Task details:
Go through the records and count the lines where the string "binary" occurs. Reply with the number only.

Top of Extracted information

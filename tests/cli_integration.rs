//! CLI integration tests for colcon-rebar3.
//!
//! Builds run against a fake `rebar3` shell script selected through
//! `REBAR3_COMMAND`, so no Erlang installation is needed.

use std::fs;
use std::path::{Path, PathBuf};
use std::process::Command;

use assert_cmd::prelude::*;
use predicates::prelude::*;
use tempfile::TempDir;

/// Get the colcon-rebar3 binary command.
fn colcon_rebar3() -> Command {
    let mut cmd = Command::cargo_bin("colcon-rebar3").unwrap();
    // Keep user configuration out of the tests
    cmd.env("HOME", "/nonexistent").env_remove("REBAR3_COMMAND");
    cmd
}

fn add_package(root: &Path, name: &str, config: &str) -> PathBuf {
    let dir = root.join("src").join(name);
    fs::create_dir_all(&dir).unwrap();
    fs::write(dir.join("rebar.config"), config).unwrap();
    dir
}

// ============================================================================
// colcon-rebar3 identify
// ============================================================================

#[test]
fn test_identify_reports_ros2_dependencies() {
    let tmp = TempDir::new().unwrap();
    let dir = add_package(
        tmp.path(),
        "talker",
        "{deps, [{rclerl, {ros2, []}}, {jsx, \"3.1.0\"}, {std_msgs, {ros2, []}}]}.",
    );

    colcon_rebar3()
        .args(["identify", "--json"])
        .arg(&dir)
        .assert()
        .success()
        .stdout(predicate::str::contains("\"name\": \"talker\""))
        .stdout(predicate::str::contains("\"type\": \"rebar3\""))
        .stdout(predicate::str::contains("rclerl"))
        .stdout(predicate::str::contains("std_msgs"))
        .stdout(predicate::str::contains("jsx").not());
}

#[test]
fn test_identify_not_a_package() {
    let tmp = TempDir::new().unwrap();

    colcon_rebar3()
        .arg("identify")
        .arg(tmp.path())
        .assert()
        .success()
        .stderr(predicate::str::contains("not a rebar3 package"));
}

#[test]
fn test_identify_other_type_is_left_alone() {
    let tmp = TempDir::new().unwrap();
    let dir = add_package(tmp.path(), "mixed", "{deps, []}.");

    colcon_rebar3()
        .args(["identify", "--type", "cmake", "--json"])
        .arg(&dir)
        .assert()
        .success()
        .stdout(predicate::str::contains("\"type\": \"cmake\""))
        .stdout(predicate::str::contains("\"name\": null"));
}

// ============================================================================
// colcon-rebar3 scan
// ============================================================================

#[test]
fn test_scan_lists_packages_in_build_order() {
    let tmp = TempDir::new().unwrap();
    add_package(tmp.path(), "app", "{deps, [{lib_b, {ros2, []}}]}.");
    add_package(tmp.path(), "lib_b", "{deps, [{lib_a, {ros2, []}}]}.");
    add_package(tmp.path(), "lib_a", "{deps, []}.");

    let output = colcon_rebar3()
        .arg("scan")
        .arg(tmp.path())
        .output()
        .unwrap();
    assert!(output.status.success());

    let stdout = String::from_utf8(output.stdout).unwrap();
    let names: Vec<&str> = stdout
        .lines()
        .filter_map(|line| line.split('\t').next())
        .collect();
    assert_eq!(names, ["lib_a", "lib_b", "app"]);
}

#[test]
fn test_scan_reports_cycles() {
    let tmp = TempDir::new().unwrap();
    add_package(tmp.path(), "ping", "{deps, [{pong, {ros2, []}}]}.");
    add_package(tmp.path(), "pong", "{deps, [{ping, {ros2, []}}]}.");

    colcon_rebar3()
        .arg("scan")
        .arg(tmp.path())
        .assert()
        .failure()
        .stderr(predicate::str::contains("dependency cycle"));
}

// ============================================================================
// colcon-rebar3 build
// ============================================================================

#[cfg(unix)]
fn fake_rebar3(dir: &Path, compile_exit: i32) -> PathBuf {
    use std::os::unix::fs::PermissionsExt;

    let path = dir.join("fake-rebar3");
    let script = format!(
        r##"#!/bin/sh
echo "$@" >> "{log}"
case "$1" in
  compile)
    echo "===> Compiling demo"
    exit {compile_exit} ;;
  release)
    mkdir -p _build/default/rel/demo/bin
    echo "#!/bin/sh" > _build/default/rel/demo/bin/demo
    exit 0 ;;
esac
"##,
        log = dir.join("calls.log").display(),
        compile_exit = compile_exit
    );
    fs::write(&path, script).unwrap();
    fs::set_permissions(&path, fs::Permissions::from_mode(0o755)).unwrap();
    path
}

#[cfg(unix)]
#[test]
fn test_build_installs_release_and_hooks() {
    let tmp = TempDir::new().unwrap();
    let source = add_package(tmp.path(), "demo", "{deps, []}.");
    let rebar3 = fake_rebar3(tmp.path(), 0);
    let install = tmp.path().join("install/demo");

    colcon_rebar3()
        .env("REBAR3_COMMAND", &rebar3)
        .current_dir(tmp.path())
        .arg("build")
        .arg(&source)
        .args(["--build-base", "build/demo", "--install-base", "install/demo"])
        .args(["--rebar3-release-args", " --relname", "demo"])
        .assert()
        .success();

    assert!(install.join("lib/demo/demo/bin/demo").is_file());
    assert!(install
        .join("share/ament_index/resource_index/packages/demo")
        .is_file());
    assert!(install
        .join("share/demo/hook/rebar3_demo_ament_prefix_path.dsv")
        .is_file());
    assert!(install.join("share/demo/package.sh").is_file());

    let calls = fs::read_to_string(tmp.path().join("calls.log")).unwrap();
    assert_eq!(calls, "compile\nrelease --relname demo\n");
}

#[cfg(unix)]
#[test]
fn test_build_propagates_compile_exit_code() {
    let tmp = TempDir::new().unwrap();
    let source = add_package(tmp.path(), "demo", "{deps, []}.");
    let rebar3 = fake_rebar3(tmp.path(), 3);

    colcon_rebar3()
        .env("REBAR3_COMMAND", &rebar3)
        .arg("build")
        .arg(&source)
        .arg("--build-base")
        .arg(tmp.path().join("build"))
        .arg("--install-base")
        .arg(tmp.path().join("install"))
        .assert()
        .code(3);

    assert!(!tmp.path().join("install/lib/demo").exists());
    let calls = fs::read_to_string(tmp.path().join("calls.log")).unwrap();
    assert_eq!(calls, "compile\n");
}

#[cfg(unix)]
#[test]
fn test_build_json_events() {
    let tmp = TempDir::new().unwrap();
    let source = add_package(tmp.path(), "demo", "{deps, []}.");
    let rebar3 = fake_rebar3(tmp.path(), 0);

    colcon_rebar3()
        .env("REBAR3_COMMAND", &rebar3)
        .arg("build")
        .arg(&source)
        .arg("--build-base")
        .arg(tmp.path().join("build"))
        .arg("--install-base")
        .arg(tmp.path().join("install"))
        .args(["--message-format", "json", "--skip-hook-creation"])
        .assert()
        .success()
        .stdout(predicate::str::contains(r#""reason":"build-started""#))
        .stdout(predicate::str::contains(r#""marker":"build binary""#))
        .stdout(predicate::str::contains(r#""success":true"#));

    assert!(!tmp.path().join("install/share/demo").exists());
}

#[cfg(unix)]
#[test]
fn test_build_json_stdout_is_only_events() {
    let tmp = TempDir::new().unwrap();
    let source = add_package(tmp.path(), "demo", "{deps, []}.");
    let rebar3 = fake_rebar3(tmp.path(), 0);

    let output = colcon_rebar3()
        .env("REBAR3_COMMAND", &rebar3)
        .arg("build")
        .arg(&source)
        .arg("--build-base")
        .arg(tmp.path().join("build"))
        .arg("--install-base")
        .arg(tmp.path().join("install"))
        .args(["--message-format", "json"])
        .output()
        .unwrap();
    assert!(output.status.success());

    let stdout = String::from_utf8(output.stdout).unwrap();
    let reasons: Vec<String> = stdout
        .lines()
        .map(|line| {
            let event: serde_json::Value = serde_json::from_str(line)
                .unwrap_or_else(|e| panic!("not a JSON event: {:?} ({})", line, e));
            event["reason"].as_str().unwrap().to_string()
        })
        .collect();
    assert_eq!(reasons.first().map(String::as_str), Some("build-started"));
    assert_eq!(reasons.last().map(String::as_str), Some("build-finished"));

    // rebar3's own output still reaches the user
    let stderr = String::from_utf8(output.stderr).unwrap();
    assert!(stderr.contains("===> Compiling demo"));
}

#[cfg(unix)]
#[test]
fn test_build_missing_dependency_fails_in_prepare() {
    let tmp = TempDir::new().unwrap();
    let source = add_package(tmp.path(), "demo", "{deps, [{msgs, {ros2, []}}]}.");
    let rebar3 = fake_rebar3(tmp.path(), 0);

    colcon_rebar3()
        .env("REBAR3_COMMAND", &rebar3)
        .arg("build")
        .arg(&source)
        .arg("--build-base")
        .arg(tmp.path().join("build"))
        .arg("--install-base")
        .arg(tmp.path().join("install"))
        .arg("--dependency")
        .arg(format!("msgs={}", tmp.path().join("install/msgs").display()))
        .assert()
        .code(1)
        .stderr(predicate::str::contains("has `msgs` been built?"));

    assert!(!tmp.path().join("calls.log").exists());
}

#[test]
fn test_build_without_rebar3() {
    let tmp = TempDir::new().unwrap();
    let source = add_package(tmp.path(), "demo", "{deps, []}.");

    colcon_rebar3()
        .env("PATH", tmp.path())
        .arg("build")
        .arg(&source)
        .arg("--build-base")
        .arg(tmp.path().join("build"))
        .arg("--install-base")
        .arg(tmp.path().join("install"))
        .assert()
        .failure()
        .stderr(predicate::str::contains("REBAR3_COMMAND"));
}

#[test]
fn test_build_not_a_package() {
    let tmp = TempDir::new().unwrap();

    colcon_rebar3()
        .arg("build")
        .arg(tmp.path())
        .args(["--build-base", "b", "--install-base", "i"])
        .assert()
        .failure()
        .stderr(predicate::str::contains("not a rebar3 package"));
}

// ============================================================================
// colcon-rebar3 completions
// ============================================================================

#[test]
fn test_completions_bash() {
    colcon_rebar3()
        .args(["completions", "bash"])
        .assert()
        .success()
        .stdout(predicate::str::contains("colcon-rebar3"));
}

Bottom of Extracted information

Solution to the problem:
2